In the seven years since it reopened on Benjamin Franklin Parkway in the cultural heart of Philadelphia, the Barnes Foundation seems to have become an unqualified success, at least by most conventional measures. Its elegant new building, designed by Tod Williams Billie Tsien Architects (TWBTA), has welcomed close to two million visitors, staged dozens of temporary exhibitions, brought hundreds of students to its new education spaces, and gradually established itself as a highly prized, and profitable, venue for corporate and philanthropic events.1 Moreover, the Foundation, threatened with bankruptcy a decade ago, has a new board of trustees and a healthy endowment in addition to its $150 million building. Most importantly, the new building has brought the unparalleled Barnes art collection to thousands who would never have seen it in its original location, five miles west in suburban Merion, where visits—by reservation only—were limited to five hundred a week.
The Barnes’s move was controversial, and the ten years of litigation leading to the Pennsylvania Court’s final judgment to allow the move was recounted at length in contemporary press and a spirited film, The Art of the Steal.
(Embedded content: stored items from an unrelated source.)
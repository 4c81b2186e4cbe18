//! Resource trait and related types
//!
//! A resource implements the five reconciliation operations the host drives:
//! create, read, update, delete and import. Configuration happens once, right
//! after the provider's factory builds the resource.

use crate::context::Context;
use crate::schema::Schema;
use crate::types::{ClientCapabilities, Deferred, Diagnostic, DynamicValue};
use async_trait::async_trait;
use std::any::Any;
use std::sync::Arc;

/// Base trait for resources
#[async_trait]
pub trait Resource: Send + Sync {
    /// Constant type name, e.g. "appgate_site".
    /// MUST match the key used in Provider::resources()
    fn type_name(&self) -> &str;

    async fn metadata(
        &self,
        ctx: Context,
        request: ResourceMetadataRequest,
    ) -> ResourceMetadataResponse;

    async fn schema(&self, ctx: Context, request: ResourceSchemaRequest) -> ResourceSchemaResponse;

    /// Called during plan to validate configuration
    async fn validate(
        &self,
        ctx: Context,
        request: ValidateResourceConfigRequest,
    ) -> ValidateResourceConfigResponse;

    /// MUST populate all attributes in response.new_state, computed ones included
    async fn create(&self, ctx: Context, request: CreateResourceRequest) -> CreateResourceResponse;

    /// Returns `new_state: None` when the remote object no longer exists
    async fn read(&self, ctx: Context, request: ReadResourceRequest) -> ReadResourceResponse;

    async fn update(&self, ctx: Context, request: UpdateResourceRequest) -> UpdateResourceResponse;

    async fn delete(&self, ctx: Context, request: DeleteResourceRequest) -> DeleteResourceResponse;
}

pub struct ResourceMetadataRequest;

pub struct ResourceMetadataResponse {
    pub type_name: String,
}

pub struct ResourceSchemaRequest;

pub struct ResourceSchemaResponse {
    pub schema: Schema,
    pub diagnostics: Vec<Diagnostic>,
}

pub struct ValidateResourceConfigRequest {
    pub type_name: String,
    pub config: DynamicValue,
    pub client_capabilities: ClientCapabilities,
}

pub struct ValidateResourceConfigResponse {
    pub diagnostics: Vec<Diagnostic>,
}

pub struct CreateResourceRequest {
    pub type_name: String,
    pub planned_state: DynamicValue,
    pub config: DynamicValue,
    pub provider_meta: Option<DynamicValue>,
}

pub struct CreateResourceResponse {
    pub new_state: DynamicValue,
    pub diagnostics: Vec<Diagnostic>,
}

pub struct ReadResourceRequest {
    pub type_name: String,
    pub current_state: DynamicValue,
    pub provider_meta: Option<DynamicValue>,
    pub client_capabilities: ClientCapabilities,
}

pub struct ReadResourceResponse {
    pub new_state: Option<DynamicValue>,
    pub diagnostics: Vec<Diagnostic>,
    pub deferred: Option<Deferred>,
}

pub struct UpdateResourceRequest {
    pub type_name: String,
    pub prior_state: DynamicValue,
    pub planned_state: DynamicValue,
    pub config: DynamicValue,
    pub provider_meta: Option<DynamicValue>,
}

pub struct UpdateResourceResponse {
    pub new_state: DynamicValue,
    pub diagnostics: Vec<Diagnostic>,
}

pub struct DeleteResourceRequest {
    pub type_name: String,
    pub prior_state: DynamicValue,
    pub provider_meta: Option<DynamicValue>,
}

pub struct DeleteResourceResponse {
    pub diagnostics: Vec<Diagnostic>,
}

/// All resources implement configure to receive provider data.
/// Called immediately after the factory creates the resource.
#[async_trait]
pub trait ResourceWithConfigure: Resource {
    async fn configure(
        &mut self,
        ctx: Context,
        request: ConfigureResourceRequest,
    ) -> ConfigureResourceResponse;
}

pub struct ConfigureResourceRequest {
    /// Data from ConfigureProviderResponse.provider_data.
    /// Downcast to the provider's specific type.
    pub provider_data: Option<Arc<dyn Any + Send + Sync>>,
}

pub struct ConfigureResourceResponse {
    pub diagnostics: Vec<Diagnostic>,
}

/// Optional interface for import functionality
#[async_trait]
pub trait ResourceWithImportState: Resource {
    /// Parse the import id and populate the full resource state
    async fn import_state(
        &self,
        ctx: Context,
        request: ImportResourceStateRequest,
    ) -> ImportResourceStateResponse;
}

pub struct ImportResourceStateRequest {
    pub type_name: String,
    pub id: String,
    pub client_capabilities: ClientCapabilities,
}

pub struct ImportResourceStateResponse {
    pub imported_resources: Vec<ImportedResource>,
    pub diagnostics: Vec<Diagnostic>,
    pub deferred: Option<Deferred>,
}

pub struct ImportedResource {
    pub type_name: String,
    pub state: DynamicValue,
}
#[cfg(test)]
mod tests {
    use super::super::test_helpers::{connect, login_body, mock_login};
    use super::*;
    use mockito::{Matcher, Server};
    use secrecy::SecretString;
    use std::sync::atomic::{AtomicUsize, Ordering};

    #[tokio::test]
    async fn connect_negotiates_revision_from_peer_version() {
        let mut server = Server::new_async().await;
        let login = mock_login(&mut server, ApiRevision::V20, Some("6.1.2-1234-release")).await;

        let client = connect(&server, ApiRevision::V20).await.unwrap();
        assert_eq!(client.revision(), ApiRevision::V17);
        assert_eq!(client.peer_version(), PeerVersion::new(6, 1, 2));
        assert!(client.at_least(ApiRevision::V16));
        assert!(!client.at_least(ApiRevision::V18));

        login.assert_async().await;
    }

    #[tokio::test]
    async fn connect_retries_login_after_406() {
        let mut server = Server::new_async().await;
        let rejected = server
            .mock("POST", "/admin/login")
            .match_header("accept", ApiRevision::V20.media_type().as_str())
            .with_status(406)
            .with_body(r#"{"id":"not acceptable","minSupportedVersion":15,"maxSupportedVersion":18}"#)
            .create_async()
            .await;
        let accepted = server
            .mock("POST", "/admin/login")
            .match_header("accept", ApiRevision::V18.media_type().as_str())
            .with_body(login_body(None))
            .create_async()
            .await;

        let client = connect(&server, ApiRevision::V20).await.unwrap();
        assert_eq!(client.revision(), ApiRevision::V18);
        assert_eq!(client.peer_version(), PeerVersion::new(6, 2, 0));

        rejected.assert_async().await;
        accepted.assert_async().await;
    }

    #[tokio::test]
    async fn connect_reports_rejected_credentials() {
        let mut server = Server::new_async().await;
        let _login = server
            .mock("POST", "/admin/login")
            .with_status(401)
            .with_body(r#"{"id":"unauthorized","message":"Invalid username or password."}"#)
            .create_async()
            .await;

        let err = connect(&server, ApiRevision::V18).await.err().unwrap();
        match err {
            ApiError::Authentication(message) => {
                assert!(message.contains("Invalid username or password."))
            }
            other => panic!("expected authentication error, got {:?}", other),
        }
    }

    #[tokio::test]
    async fn connect_rejects_bad_urls() {
        let config = ClientConfig {
            url: "ftp://controller".to_string(),
            credentials: Credentials {
                username: "admin".into(),
                password: SecretString::from("admin".to_string()),
                provider_name: "local".into(),
                device_id: "device".into(),
            },
            insecure: true,
            timeout: Duration::from_secs(5),
            preferred_revision: ApiRevision::V18,
        };

        assert!(matches!(
            Client::connect(config).await,
            Err(ApiError::Configuration(_))
        ));
    }

    #[tokio::test]
    async fn requests_carry_bearer_and_versioned_accept() {
        let mut server = Server::new_async().await;
        let _login = mock_login(&mut server, ApiRevision::V18, None).await;
        let sites = server
            .mock("GET", "/admin/sites")
            .match_header("authorization", "Bearer test-token")
            .match_header("accept", "application/vnd.appgate.peer-v18+json")
            .with_body(r#"{"data":[]}"#)
            .create_async()
            .await;

        let client = connect(&server, ApiRevision::V18).await.unwrap();
        let _: serde_json::Value = client.get(&Context::new(), "/sites").await.unwrap();

        sites.assert_async().await;
    }

    #[tokio::test]
    async fn unauthorized_request_is_replayed_once_after_login() {
        let mut server = Server::new_async().await;
        let logins = Arc::new(AtomicUsize::new(0));
        let counter = logins.clone();
        let login = server
            .mock("POST", "/admin/login")
            .with_body_from_request(move |_| {
                let n = counter.fetch_add(1, Ordering::SeqCst) + 1;
                format!(
                    r#"{{"token":"token-{}","expires":"2099-01-01T00:00:00Z"}}"#,
                    n
                )
                .into_bytes()
            })
            .expect(2)
            .create_async()
            .await;
        let stale = server
            .mock("GET", "/admin/sites/s1")
            .match_header("authorization", "Bearer token-1")
            .with_status(401)
            .with_body(r#"{"id":"unauthorized"}"#)
            .expect(1)
            .create_async()
            .await;
        let fresh = server
            .mock("GET", "/admin/sites/s1")
            .match_header("authorization", "Bearer token-2")
            .with_body(r#"{"id":"s1","name":"site"}"#)
            .expect(1)
            .create_async()
            .await;

        let client = connect(&server, ApiRevision::V18).await.unwrap();
        let value: serde_json::Value = client.get(&Context::new(), "/sites/s1").await.unwrap();
        assert_eq!(value["name"], "site");

        login.assert_async().await;
        stale.assert_async().await;
        fresh.assert_async().await;
    }

    #[tokio::test]
    async fn second_unauthorized_is_an_authentication_error() {
        let mut server = Server::new_async().await;
        let _login = server
            .mock("POST", "/admin/login")
            .with_body(login_body(None))
            .expect_at_least(1)
            .create_async()
            .await;
        let denied = server
            .mock("GET", "/admin/sites")
            .with_status(401)
            .with_body(r#"{"id":"unauthorized","message":"Token expired."}"#)
            .expect(2)
            .create_async()
            .await;

        let client = connect(&server, ApiRevision::V18).await.unwrap();
        let result: Result<serde_json::Value, _> = client.get(&Context::new(), "/sites").await;

        assert!(matches!(result, Err(ApiError::Authentication(_))));
        denied.assert_async().await;
    }

    #[tokio::test]
    async fn not_found_is_typed() {
        let mut server = Server::new_async().await;
        let _login = mock_login(&mut server, ApiRevision::V18, None).await;
        let _missing = server
            .mock("GET", "/admin/sites/gone")
            .with_status(404)
            .with_body(r#"{"id":"not found","message":"Site not found."}"#)
            .create_async()
            .await;

        let client = connect(&server, ApiRevision::V18).await.unwrap();
        let result: Result<serde_json::Value, _> =
            client.get(&Context::new(), "/sites/gone").await;
        assert!(result.unwrap_err().is_not_found());
    }

    #[tokio::test]
    async fn cancelled_context_aborts_before_sending() {
        let mut server = Server::new_async().await;
        let _login = mock_login(&mut server, ApiRevision::V18, None).await;
        let never = server
            .mock("GET", Matcher::Any)
            .expect(0)
            .create_async()
            .await;

        let client = connect(&server, ApiRevision::V18).await.unwrap();
        let ctx = Context::new();
        ctx.cancel();

        let result: Result<serde_json::Value, _> = client.get(&ctx, "/sites").await;
        assert!(matches!(result, Err(ApiError::Cancelled)));
        never.assert_async().await;
    }

    #[tokio::test]
    async fn require_reports_version_mismatch() {
        let mut server = Server::new_async().await;
        let _login = mock_login(&mut server, ApiRevision::V20, Some("6.0.3")).await;

        let client = connect(&server, ApiRevision::V20).await.unwrap();
        assert_eq!(client.revision(), ApiRevision::V16);
        let err = client
            .require(ApiRevision::V18, "appgate_oidc_identity_provider")
            .unwrap_err();
        assert!(err.to_string().contains("6.2.0"));
    }
}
A complex web of suits and countersuits had to be resolved to legally void the explicit instructions in Alfred Barnes’s will for the posterity of his collection, divest his handpicked trustees of their fiduciary and moral responsibilities, and establish a new institutional charter that would permit the Foundation and its collection to leave the original site. Throughout, there were echoes of the deep antipathy between Barnes and Philadelphia’s society barons, which had contributed to his choosing a remote site to build the museum in the first place in 1925. Decades later, this ill will seemed to be reanimated in bitter disputes between the few voices that argued to preserve the Foundation in Merion and the vastly more influential and moneyed chorus that offered their generous support on the explicit condition that the museum move. The winning argument was deceptively simple: by moving downtown, the Barnes collection, and the Foundation, would serve a larger and more diverse public, and all those masterpieces hidden away in the suburbs would finally have the audience they deserved. At the time, the controversy played out as a contest between forward-thinking, civic-minded philanthropists and an elitist opposition wedded to a nostalgic and financially unsustainable status quo. With all the noise generated by this debate, the potential impact of the move on the institutional character of the Barnes was obscured, as was any serious consideration of an alternative project that might have secured the Barnes’s future in place. Now that the battle is over and the Barnes has settled in alongside the other cultural temples on Philadelphia’s boulevard of the arts, it’s worth reconsidering both the building and the institution and asking what has been gained, and lost, in this singular act of cultural reinvention.
The idea of the modern art museum develops from a tension between pedagogy and aesthetics, which each collecting institution resolves in its own way. Barnes’s original project was a sui-generis response to that tension, and in the ninety years before the move, his Foundation had become thoroughly isolated from mainstream museum thinking in its robust rejection of art history as an organizing principle for presenting its collection. And it was this rejection of conventional curatorial presentation, coupled with the museum’s isolation from the city, that shaped both the original architecture of the Foundation and its meaning as an institution.2
At its inception, the Barnes Foundation was anything but elitist; in fact, it dramatically redefined the meaning of populist. With the close collaboration of his friend John Dewey, Barnes set out to create a kind of school of experiential learning, an extension of the courses he had integrated into the workday of the employees of his pharmaceutical company, which was run as a cooperative. Barnes believed that access to his collection was best reserved for laborers and common folk, a belief easily mocked, especially by the celebrities and art historians whose entrance requests he regularly refused.3 But Barnes’s convictions regarding the presentation of art presumed that the intended audience for his collection didn’t know the difference between a Renoir and a Gauguin and a Matisse, indeed didn’t know the names of those artists at all. Free from any obligation to situate the art in terms of movements or chronologies—that is, the context of art history—the audience Barnes hoped to address was liberated, as he saw it, to confront the works on their own terms.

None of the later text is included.